The rules are founded upon the U.S. Supreme Court’s ruling in Bostock v. Clayton County, a case dealing with employment discrimination. In June 2021, the Biden education department declared it was “confirming” that Title IX “protects students from discrimination based on sexual orientation and gender identity,” in keeping with its “interpretation” of the 2020 decision, in which the Court held that “on the basis of sex” refers also to sexual preference and gender identity.
The Court ruled: “An employer who fires an individual merely for being gay or transgender violates Title VII.”
“[T]he Supreme Court recognized that it is impossible to discriminate against a person based on their sexual orientation or gender identity without discriminating against that person based on sex,” the education department interpreted.
Despite that reading of the Court’s ruling, however, four members of the U.S. Commission on Civil Rights wrote to former House Speaker Kevin McCarthy in March 2023, urging the House to “hold hearings regarding the Biden Administration’s deformation of Title IX of the Education Amendment of 1972 (‘Title IX’).”
“The Department of Education’s Office for Civil Rights [“OCR”] claims that the Supreme Court’s decision in Bostock v. Clayton County requires that Title IX’s prohibition on sex discrimination be interpreted to prohibit discrimination on the basis of sexual orientation or gender identity,” the commissioners wrote in their letter, noting that the Court “explicitly did not extend its interpretation of Title VII’s prohibition on sex discrimination to Title IX or to bathroom access.”
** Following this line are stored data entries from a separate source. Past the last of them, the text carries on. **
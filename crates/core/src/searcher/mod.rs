//! Indexer fan-out search engine.
//!
//! Given a stream id and a set of torznab indexers, the engine normalizes
//! the id, derives per-indexer query plans from their capabilities, fans
//! the plans out concurrently, completes partial results, post-filters by
//! parsed title, and merges everything into a deduplicated stream list.
//! Newly discovered torrent metadata is upserted into the long-term store
//! as a side effect.

mod complete;
mod fanout;
mod planner;
mod post_filter;
mod types;

use std::collections::HashSet;
use std::sync::Arc;
use std::time::Duration;

use tracing::{debug, error};

use crate::filter::FilterProgram;
use crate::rank;
use crate::store::{TorrentCategory, TorrentFileEntry, TorrentInfoStore, TorrentItem};
use crate::stream_id::{NormalizedStreamId, StreamIdNormalizer};
use crate::metadata::TitleProvider;
use crate::title::{has_video_extension, parse_release_title};
use crate::torznab::{CapsCache, MagnetFetcher, MagnetResolver, TorznabClient};
use crate::worker::{SyncQueueItem, WorkerQueue};

pub(crate) use planner::{build_plans, build_query_meta};
pub(crate) use complete::complete_results;

pub use types::{
    PlannedQuery, QueryMeta, SearchError, SearchOutcome, SearchPlan, StreamFile, WrappedStream,
    TITLE_MATCH_MAX_EDITS,
};

/// Bounded fan-out for `.torrent` fetches on the request path.
const MAGNET_FETCH_CONCURRENCY: usize = 20;

/// The fan-out search engine.
pub struct StreamSearcher {
    normalizer: Arc<StreamIdNormalizer>,
    titles: Arc<dyn TitleProvider>,
    torrents: Arc<dyn TorrentInfoStore>,
    resolver: Arc<dyn MagnetResolver>,
    caps: CapsCache,
    sync_queue: Option<Arc<WorkerQueue<SyncQueueItem>>>,
    indexer_max_timeout: Option<Duration>,
    lazy_pull: bool,
}
//! Stream filter expression engine.
//!
//! Users supply a small boolean expression over the attributes of a stream
//! (`Resolution >= "1080p" && !IsPrivate`). Compilation parses the source
//! and rewrites comparisons on rank-typed fields (`Resolution`, `Quality`,
//! `Size`, `File.Size`) so both operands flow through the corresponding
//! rank table before comparison — `"2160p" > "720p"` holds even though it
//! fails lexically.
//!
//! Filtering is a refinement, not a gate: any evaluation error (undefined
//! field, type mismatch, non-boolean result) makes the record match, so a
//! bad filter can never suppress results.

mod parser;

use std::collections::HashMap;

use thiserror::Error;

use crate::rank;

/// Compile errors, surfaced to the caller unchanged.
#[derive(Debug, Error)]
pub enum FilterError {
    #[error("unexpected character `{ch}` at position {pos}")]
    UnexpectedChar { pos: usize, ch: char },
    #[error("unexpected {found} at position {pos}")]
    UnexpectedToken { pos: usize, found: String },
    #[error("unterminated string starting at position {pos}")]
    UnterminatedString { pos: usize },
    #[error("unexpected end of expression")]
    UnexpectedEnd,
    #[error("unexpected {found} after expression at position {pos}")]
    TrailingInput { pos: usize, found: String },
}

/// The projection of a stream that filter expressions evaluate against.
#[derive(Debug, Clone, Default)]
pub struct FilterRecord {
    pub resolution: String,
    pub quality: String,
    pub size: String,
    pub hdr: Vec<String>,
    pub seeders: i64,
    pub is_private: bool,
    pub file: FileRecord,
}

/// File attributes within a [`FilterRecord`].
#[derive(Debug, Clone, Default)]
pub struct FileRecord {
    pub name: String,
    pub size: String,
    pub index: i64,
}

#[derive(Debug, Clone, PartialEq)]
pub(crate) enum Value {
    Str(String),
    Num(f64),
    Bool(bool),
    List(Vec<String>),
    /// An identifier not present in the record. Undefined variables compile
    /// cleanly; using one in a comparison is a runtime error (= match).
    Empty,
}

#[derive(Debug, Clone, Copy, PartialEq, Eq)]
pub(crate) enum BinaryOp {
    Eq,
    Ne,
    Lt,
    Le,
    Gt,
    Ge,
    And,
    Or,
}

impl BinaryOp {
    fn is_comparison(self) -> bool {
        matches!(
            self,
            BinaryOp::Eq | BinaryOp::Ne | BinaryOp::Lt | BinaryOp::Le | BinaryOp::Gt | BinaryOp::Ge
        )
    }
}

#[derive(Debug, Clone)]
pub(crate) enum Expr {
    Literal(Value),
    Field(Vec<String>),
    /// Operand rewritten to flow through a named rank converter.
    Convert {
        converter: &'static str,
        inner: Box<Expr>,
    },
    Not(Box<Expr>),
    Binary {
        op: BinaryOp,
        lhs: Box<Expr>,
        rhs: Box<Expr>,
    },
}

type RankFn = fn(&str) -> i64;

struct EvalError;

/// A compiled filter expression.
pub struct FilterProgram {
    expr: Option<Expr>,
    converters: HashMap<&'static str, RankFn>,
}

/// Compile a filter source string. Empty source compiles to a program that
/// matches every record.
pub fn compile(source: &str) -> Result<FilterProgram, FilterError> {
    let mut converters: HashMap<&'static str, RankFn> = HashMap::new();
    converters.insert("resolution_rank", rank::resolution_rank);
    converters.insert("quality_rank", rank::quality_rank);
    converters.insert("size_rank", rank::size_rank);

    if source.trim().is_empty() {
        return Ok(FilterProgram {
            expr: None,
            converters,
        });
    }

    let expr = parser::parse(source)?;
    let expr = rewrite_ranked_comparisons(expr);
    Ok(FilterProgram {
        expr: Some(expr),
        converters,
    })
}

/// The converter for a rank-typed field path, if the path names one.
fn rank_converter(expr: &Expr) -> Option<&'static str> {
    let Expr::Field(path) = expr else {
        return None;
    };
    let segments: Vec<&str> = path.iter().map(String::as_str).collect();
    match segments.as_slice() {
        ["Resolution"] => Some("resolution_rank"),
        ["Quality"] => Some("quality_rank"),
        ["Size"] | ["File", "Size"] => Some("size_rank"),
        _ => None,
    }
}

/// Visit binary comparison nodes and wrap both operands in the rank
/// converter when either side refers to a rank-typed field.
fn rewrite_ranked_comparisons(expr: Expr) -> Expr {
    match expr {
        Expr::Binary { op, lhs, rhs } if op.is_comparison() => {
            let converter = rank_converter(&lhs).or_else(|| rank_converter(&rhs));
            match converter {
                Some(converter) => Expr::Binary {
                    op,
                    lhs: Box::new(Expr::Convert {
                        converter,
                        inner: lhs,
                    }),
                    rhs: Box::new(Expr::Convert {
                        converter,
                        inner: rhs,
                    }),
                },
                None => Expr::Binary { op, lhs, rhs },
            }
        }
        Expr::Binary { op, lhs, rhs } => Expr::Binary {
            op,
            lhs: Box::new(rewrite_ranked_comparisons(*lhs)),
            rhs: Box::new(rewrite_ranked_comparisons(*rhs)),
        },
        Expr::Not(inner) => Expr::Not(Box::new(rewrite_ranked_comparisons(*inner))),
        other => other,
    }
}

impl FilterProgram {
    /// Whether the record passes the filter. Evaluation errors count as a
    /// match.
    pub fn matches(&self, record: &FilterRecord) -> bool {
        let Some(expr) = &self.expr else {
            return true;
        };
        match self.eval(expr, record) {
            Ok(Value::Bool(matched)) => matched,
            Ok(_) | Err(EvalError) => true,
        }
    }

    fn eval(&self, expr: &Expr, record: &FilterRecord) -> Result<Value, EvalError> {
        match expr {
            Expr::Literal(value) => Ok(value.clone()),
            Expr::Field(path) => Ok(lookup_field(record, path)),
            Expr::Convert { converter, inner } => {
                let value = self.eval(inner, record)?;
                let rank_fn = self.converters.get(converter).ok_or(EvalError)?;
                match value {
                    Value::Str(s) => Ok(Value::Num(rank_fn(&s) as f64)),
                    Value::Num(n) => Ok(Value::Num(n)),
                    Value::Empty => Ok(Value::Empty),
                    _ => Err(EvalError),
                }
            }
            Expr::Not(inner) => match self.eval(inner, record)? {
                Value::Bool(b) => Ok(Value::Bool(!b)),
                _ => Err(EvalError),
            },
            Expr::Binary { op, lhs, rhs } => match op {
                BinaryOp::And => {
                    match self.eval(lhs, record)? {
                        Value::Bool(false) => return Ok(Value::Bool(false)),
                        Value::Bool(true) => {}
                        _ => return Err(EvalError),
                    }
                    match self.eval(rhs, record)? {
                        Value::Bool(b) => Ok(Value::Bool(b)),
                        _ => Err(EvalError),
                    }
                }
                BinaryOp::Or => {
                    match self.eval(lhs, record)? {
                        Value::Bool(true) => return Ok(Value::Bool(true)),
                        Value::Bool(false) => {}
                        _ => return Err(EvalError),
                    }
                    match self.eval(rhs, record)? {
                        Value::Bool(b) => Ok(Value::Bool(b)),
                        _ => Err(EvalError),
                    }
                }
                _ => {
                    let lhs = self.eval(lhs, record)?;
                    let rhs = self.eval(rhs, record)?;
                    compare(*op, &lhs, &rhs)
                }
            },
        }
    }
}

fn lookup_field(record: &FilterRecord, path: &[String]) -> Value {
    let segments: Vec<&str> = path.iter().map(String::as_str).collect();
    match segments.as_slice() {
        ["Resolution"] => Value::Str(record.resolution.clone()),
        ["Quality"] => Value::Str(record.quality.clone()),
        ["Size"] => Value::Str(record.size.clone()),
        ["HDR"] => Value::List(record.hdr.clone()),
        ["Seeders"] => Value::Num(record.seeders as f64),
        ["IsPrivate"] => Value::Bool(record.is_private),
        ["File", "Name"] => Value::Str(record.file.name.clone()),
        ["File", "Size"] => Value::Str(record.file.size.clone()),
        ["File", "Index"] => Value::Num(record.file.index as f64),
        _ => Value::Empty,
    }
}

fn compare(op: BinaryOp, lhs: &Value, rhs: &Value) -> Result<Value, EvalError> {
    use std::cmp::Ordering;

    let ordering = match (lhs, rhs) {
        (Value::Num(a), Value::Num(b)) => a.partial_cmp(b).ok_or(EvalError)?,
        (Value::Str(a), Value::Str(b)) => a.cmp(b),
        (Value::Bool(a), Value::Bool(b)) => match op {
            BinaryOp::Eq => return Ok(Value::Bool(a == b)),
            BinaryOp::Ne => return Ok(Value::Bool(a != b)),
            _ => return Err(EvalError),
        },
        _ => return Err(EvalError),
    };

    let matched = match op {
        BinaryOp::Eq => ordering == Ordering::Equal,
        BinaryOp::Ne => ordering != Ordering::Equal,
        BinaryOp::Lt => ordering == Ordering::Less,
        BinaryOp::Le => ordering != Ordering::Greater,
        BinaryOp::Gt => ordering == Ordering::Greater,
        BinaryOp::Ge => ordering != Ordering::Less,
        BinaryOp::And | BinaryOp::Or => return Err(EvalError),
    };
    Ok(Value::Bool(matched))
}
The commissioners cited Justice Neil Gorsuch’s opinion in the case:
The employers worry that our decision will sweep beyond Title VII to other federal or state laws that prohibit sex discrimination. And, under Title VII itself, they say sex-segregated bathrooms, locker rooms, and dress codes will prove unsustainable after our decision today. But none of these other laws are before us; we have not had the benefit of adversarial testing about the meaning of their terms, and we do not prejudge any such question today. Under Title VII, too, we do not purport to address bathrooms, locker rooms, or anything else of the kind.
“The Office for Civil Rights has gone far beyond Bostock’s requirements,” the Civil Rights commissioners concluded.
Education and the Workforce Committee Chairwoman Virginia Foxx (R-NC) said in a statement Friday the Biden education department “has placed Title IX, and the decades of advancement and protections for women and girls that it has yielded, squarely on the chopping block.”
“This final rule dumps kerosene on the already raging fire that is Democrats’ contemptuous culture war that aims to radically redefine sex and gender,” Foxx added. “The rule also undermines existing due process rights, placing students and institutions in legal jeopardy and again undermining the protections Title IX is intended to provide. Evidently, the acceptance of biological reality, and the faithful implementation of the law, are just pills too big for the Department to swallow – and it shows.”